Data records START

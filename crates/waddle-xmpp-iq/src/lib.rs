//! # waddle-xmpp-iq
//!
//! Extensible IQ (Info/Query) stanza codec for Waddle Social.
//!
//! Decodes namespaced IQ markup into typed payloads when the payload is
//! known and into a generic [`Node`] tree when it is not, and writes both
//! back out. Stanza errors (RFC 6120 Section 8.3) are handled as part of
//! the envelope.
//!
//! ## Architecture
//!
//! - **Token layer**: [`XmlReader`] / [`XmlWriter`] over quick-xml, with
//!   namespace resolution on the way in and minimal `xmlns` on the way out
//! - **Payloads**: anything implementing [`IqPayload`]
//! - **Registry**: [`PayloadRegistry`] maps qualified names to payload types
//! - **Envelope**: [`Iq`] with its [`StanzaError`]
//! - **Codec**: [`IqCodec`] bundles a [`CodecConfig`] with a registry
//!
//! ## Built-in Payloads
//!
//! - RFC 6120 resource binding (`bind`)
//! - XEP-0030 (Service Discovery) `disco#info` / `disco#items`
//! - XEP-0325 (IoT Control) `set` / `setResponse`
//!
//! ## Example
//!
//! ```
//! use waddle_xmpp_iq::{disco::DiscoItems, IqCodec};
//!
//! let codec = IqCodec::with_defaults();
//! let iq = codec
//!     .decode_str("<iq type='result' id='1'><query xmlns='http://jabber.org/protocol/disco#items'/></iq>")
//!     .unwrap();
//! assert!(iq.payload::<DiscoItems>().unwrap().items.is_empty());
//! ```

pub mod bind;
pub mod codec;
pub mod config;
pub mod disco;
pub mod iq;
pub mod node;
pub mod parser;
pub mod payload;
pub mod registry;
pub mod stanza_error;
pub mod writer;
pub mod xep;

mod error;
mod types;

pub use codec::IqCodec;
pub use config::CodecConfig;
pub use error::{CodecError, StanzaErrorCondition, StanzaErrorType, UnknownErrorValue};
pub use iq::Iq;
pub use node::Node;
pub use parser::{ns, StartTag, Token, XmlReader};
pub use payload::IqPayload;
pub use registry::{PayloadFactory, PayloadRegistry};
pub use stanza_error::StanzaError;
pub use types::*;
pub use writer::XmlWriter;
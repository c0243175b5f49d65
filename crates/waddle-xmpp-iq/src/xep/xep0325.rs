//! XEP-0325: Internet of Things - Control
//!
//! A controller writes typed parameters to a device with an IQ `set`; the
//! device acknowledges with an empty `setResponse`.
//!
//! ## XML Format
//!
//! ```xml
//! <iq type='set' id='1' to='jukebox@example.org/device'>
//!   <set xmlns='urn:xmpp:iot:control'>
//!     <string name='url' value='https://soundcloud.com/radiohead/spectre'/>
//!     <boolean name='shuffle' value='true'/>
//!   </set>
//! </iq>
//!
//! <iq type='result' id='1' to='controller@example.org/ctl'>
//!   <setResponse xmlns='urn:xmpp:iot:control'/>
//! </iq>
//! ```

use tracing::debug;

use crate::parser::{ns, StartTag, Token, XmlReader};
use crate::payload::IqPayload;
use crate::writer::XmlWriter;
use crate::{Attr, CodecError, QName};

/// Namespace for XEP-0325 IoT Control.
pub const NS_IOT_CONTROL: &str = ns::IOT_CONTROL;

/// One control parameter.
#[derive(Debug, Clone, Default, PartialEq, Eq)]
pub struct ControlField {
    /// Parameter type, i.e. the element's local name (`string`, `boolean`,
    /// `int`, `double`, `dateTime`, ...)
    pub kind: String,
    /// Parameter name
    pub name: String,
    /// Parameter value as written on the wire
    pub value: String,
}

impl ControlField {
    pub fn new(kind: &str, name: &str, value: &str) -> Self {
        Self {
            kind: kind.to_string(),
            name: name.to_string(),
            value: value.to_string(),
        }
    }

    /// A `string` parameter.
    pub fn string(name: &str, value: &str) -> Self {
        Self::new("string", name, value)
    }

    /// A `boolean` parameter.
    pub fn boolean(name: &str, value: bool) -> Self {
        Self::new("boolean", name, if value { "true" } else { "false" })
    }
}

/// `set` payload: control parameters in document order.
#[derive(Debug, Clone, Default, PartialEq, Eq)]
pub struct ControlSet {
    pub fields: Vec<ControlField>,
}

impl ControlSet {
    pub fn new(fields: Vec<ControlField>) -> Self {
        Self { fields }
    }

    /// First field with the given name.
    pub fn field(&self, name: &str) -> Option<&ControlField> {
        self.fields.iter().find(|f| f.name == name)
    }

    /// Value of the first `string` field with the given name, trimmed.
    pub fn string_value(&self, name: &str) -> Option<&str> {
        self.fields
            .iter()
            .find(|f| f.kind == "string" && f.name == name)
            .map(|f| f.value.trim())
    }

    /// Value of the first `boolean` field with the given name.
    ///
    /// Accepts the XML Schema lexical forms `true`, `false`, `1` and `0`.
    pub fn bool_value(&self, name: &str) -> Option<bool> {
        let field = self
            .fields
            .iter()
            .find(|f| f.kind == "boolean" && f.name == name)?;
        match field.value.trim() {
            "true" | "1" => Some(true),
            "false" | "0" => Some(false),
            _ => None,
        }
    }
}

impl IqPayload for ControlSet {
    fn name(&self) -> QName {
        QName::new(NS_IOT_CONTROL, "set")
    }

    fn decode(&mut self, reader: &mut XmlReader<'_>, _start: &StartTag) -> Result<(), CodecError> {
        self.fields.clear();

        loop {
            match reader.next_token()? {
                Token::Start(tag) => {
                    self.fields.push(ControlField {
                        kind: tag.name.local.clone(),
                        name: tag.attr("name").unwrap_or_default().to_string(),
                        value: tag.attr("value").unwrap_or_default().to_string(),
                    });
                    reader.skip_element()?;
                }
                Token::Text(_) => {}
                Token::End(_) => break,
            }
        }

        debug!(fields = self.fields.len(), "Parsed IoT control set");
        Ok(())
    }

    fn encode(&self, writer: &mut XmlWriter) -> Result<(), CodecError> {
        let name = self.name();
        if self.fields.is_empty() {
            return writer.empty(&name, &[]);
        }

        writer.start(&name, &[])?;
        for field in &self.fields {
            writer.empty(
                &QName::new(NS_IOT_CONTROL, field.kind.clone()),
                &[
                    Attr::new("name", field.name.clone()),
                    Attr::new("value", field.value.clone()),
                ],
            )?;
        }
        writer.end()
    }
}

/// `setResponse` payload acknowledging a [`ControlSet`].
///
/// Not in the default registry; a received `setResponse` decodes as a
/// generic node unless registered.
#[derive(Debug, Clone, Default, PartialEq, Eq)]
pub struct ControlSetResponse;

impl IqPayload for ControlSetResponse {
    fn name(&self) -> QName {
        QName::new(NS_IOT_CONTROL, "setResponse")
    }

    fn decode(&mut self, reader: &mut XmlReader<'_>, _start: &StartTag) -> Result<(), CodecError> {
        reader.skip_element()
    }

    fn encode(&self, writer: &mut XmlWriter) -> Result<(), CodecError> {
        writer.empty(&self.name(), &[])
    }
}
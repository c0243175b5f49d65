// SPDX-License-Identifier: AGPL-3.0-only
// Copyright (C) 2025 Waddle Social

//! JSON summary of a decoded IQ.

use serde::Serialize;
use waddle_xmpp_iq::bind::Bind;
use waddle_xmpp_iq::disco::{DiscoInfo, DiscoItems};
use waddle_xmpp_iq::xep::{ControlSet, ControlSetResponse};
use waddle_xmpp_iq::{CodecError, Iq, IqPayload, Node, StanzaError};

/// Serializable view of an [`Iq`].
#[derive(Debug, Serialize)]
pub struct IqSummary {
    pub id: String,
    #[serde(rename = "type")]
    pub kind: Option<String>,
    pub from: Option<String>,
    pub to: Option<String>,
    pub lang: Option<String>,
    pub payloads: Vec<PayloadSummary>,
    pub error: Option<ErrorSummary>,
    pub raw_xml: Option<String>,
}

/// One payload: its qualified name, how it was decoded, and its markup.
#[derive(Debug, Serialize)]
pub struct PayloadSummary {
    pub name: String,
    pub variant: &'static str,
    pub xml: String,
}

#[derive(Debug, Serialize)]
pub struct ErrorSummary {
    pub code: i64,
    #[serde(rename = "type")]
    pub error_type: String,
    pub reason: String,
    pub text: String,
}

impl IqSummary {
    pub fn new(iq: &Iq) -> Result<Self, CodecError> {
        let payloads = iq
            .payloads
            .iter()
            .map(|payload| PayloadSummary::new(payload.as_ref()))
            .collect::<Result<Vec<_>, _>>()?;

        Ok(Self {
            id: iq.id.clone(),
            kind: iq.kind.as_ref().map(|kind| kind.to_string()),
            from: iq.from.clone(),
            to: iq.to.clone(),
            lang: iq.lang.clone(),
            payloads,
            error: iq.error.as_ref().map(ErrorSummary::from),
            raw_xml: iq.raw_xml.clone(),
        })
    }
}

impl PayloadSummary {
    pub fn new(payload: &dyn IqPayload) -> Result<Self, CodecError> {
        Ok(Self {
            name: payload.name().to_string(),
            variant: variant_name(payload),
            xml: payload.to_xml()?,
        })
    }
}

impl From<&StanzaError> for ErrorSummary {
    fn from(error: &StanzaError) -> Self {
        Self {
            code: error.code,
            error_type: error.error_type.clone(),
            reason: error.reason.clone(),
            text: error.text.clone(),
        }
    }
}

/// Name of the concrete payload type.
fn variant_name(payload: &dyn IqPayload) -> &'static str {
    if payload.is::<DiscoInfo>() {
        "disco-info"
    } else if payload.is::<DiscoItems>() {
        "disco-items"
    } else if payload.is::<Bind>() {
        "bind"
    } else if payload.is::<ControlSet>() {
        "iot-control-set"
    } else if payload.is::<ControlSetResponse>() {
        "iot-control-set-response"
    } else if payload.is::<Node>() {
        "node"
    } else {
        "custom"
    }
}
//! Chart-ready series derived from dashboard state.
//!
//! Projection is a pure function of its inputs; rendering the same projection twice
//! must not change anything on screen.

use chrono::{DateTime, Utc};
use serde::Serialize;

use crate::state::{clock_label, HistoryBuffer, StatsSnapshot};

/// One point on the sequence timeline.
#[derive(Debug, Clone, PartialEq, Eq, Serialize)]
pub struct TimelinePoint {
    pub label: String,
    pub timestamp: DateTime<Utc>,
    pub sequence_number: u64,
}

/// One slice of the site-partition distribution.
#[derive(Debug, Clone, PartialEq, Eq, Serialize)]
pub struct DistributionSlice {
    pub key: String,
    pub count: u64,
}

#[derive(Debug, Clone, Default, PartialEq, Eq, Serialize)]
pub struct ChartData {
    pub timeline: Vec<TimelinePoint>,
    pub distribution: Vec<DistributionSlice>,
}

/// Timeline series, oldest first.
pub fn project_timeline(history: &HistoryBuffer) -> Vec<TimelinePoint> {
    history
        .chronological()
        .map(|event| TimelinePoint {
            label: clock_label(&event.timestamp),
            timestamp: event.timestamp,
            sequence_number: event.sequence_number,
        })
        .collect()
}

/// Distribution series; empty when the snapshot or its map is absent.
pub fn project_distribution(stats: Option<&StatsSnapshot>) -> Vec<DistributionSlice> {
    stats
        .and_then(|s| s.sequences_by_site_partition.as_ref())
        .map(|buckets| {
            buckets
                .iter()
                .map(|(key, count)| DistributionSlice {
                    key: key.clone(),
                    count: *count,
                })
                .collect()
        })
        .unwrap_or_default()
}

pub fn project(history: &HistoryBuffer, stats: Option<&StatsSnapshot>) -> ChartData {
    ChartData {
        timeline: project_timeline(history),
        distribution: project_distribution(stats),
    }
}

#[cfg(test)]
mod tests {
    use std::collections::BTreeMap;

    use super::*;
    use crate::state::sample_event;

    #[test]
    fn empty_inputs_project_to_empty_series() {
        let data = project(&HistoryBuffer::new(), None);
        assert!(data.timeline.is_empty());
        assert!(data.distribution.is_empty());

        let no_map = StatsSnapshot::default();
        assert!(project_distribution(Some(&no_map)).is_empty());
    }

    #[test]
    fn timeline_matches_history_length_and_runs_oldest_first() {
        let mut history = HistoryBuffer::new();
        for n in 1..=25 {
            history.push(sample_event(n));
            assert_eq!(project_timeline(&history).len(), history.len());
        }

        let timeline = project_timeline(&history);
        let sequences: Vec<u64> = timeline.iter().map(|p| p.sequence_number).collect();
        assert_eq!(sequences, (6..=25).collect::<Vec<_>>());
        assert!(timeline.windows(2).all(|w| w[0].timestamp <= w[1].timestamp));
    }

    #[test]
    fn distribution_pairs_keys_with_counts() {
        let stats = StatsSnapshot {
            sequences_by_site_partition: Some(BTreeMap::from([
                ("S2-P1".to_string(), 4),
                ("S1-P1".to_string(), 10),
            ])),
            ..Default::default()
        };

        assert_eq!(
            project_distribution(Some(&stats)),
            vec![
                DistributionSlice {
                    key: "S1-P1".to_string(),
                    count: 10
                },
                DistributionSlice {
                    key: "S2-P1".to_string(),
                    count: 4
                },
            ]
        );
    }

    #[test]
    fn projection_is_deterministic() {
        let mut history = HistoryBuffer::new();
        history.push(sample_event(1));
        history.push(sample_event(2));
        let stats = StatsSnapshot {
            sequences_by_site_partition: Some(BTreeMap::from([("S1-P1".to_string(), 2)])),
            ..Default::default()
        };

        assert_eq!(project(&history, Some(&stats)), project(&history, Some(&stats)));
    }
}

Data records END

In the entries above, locate every line with the word "Social" and copy it.

//! Extensible IQ (Info/Query) stanza codec for Waddle Social.
// Copyright (C) 2025 Waddle Social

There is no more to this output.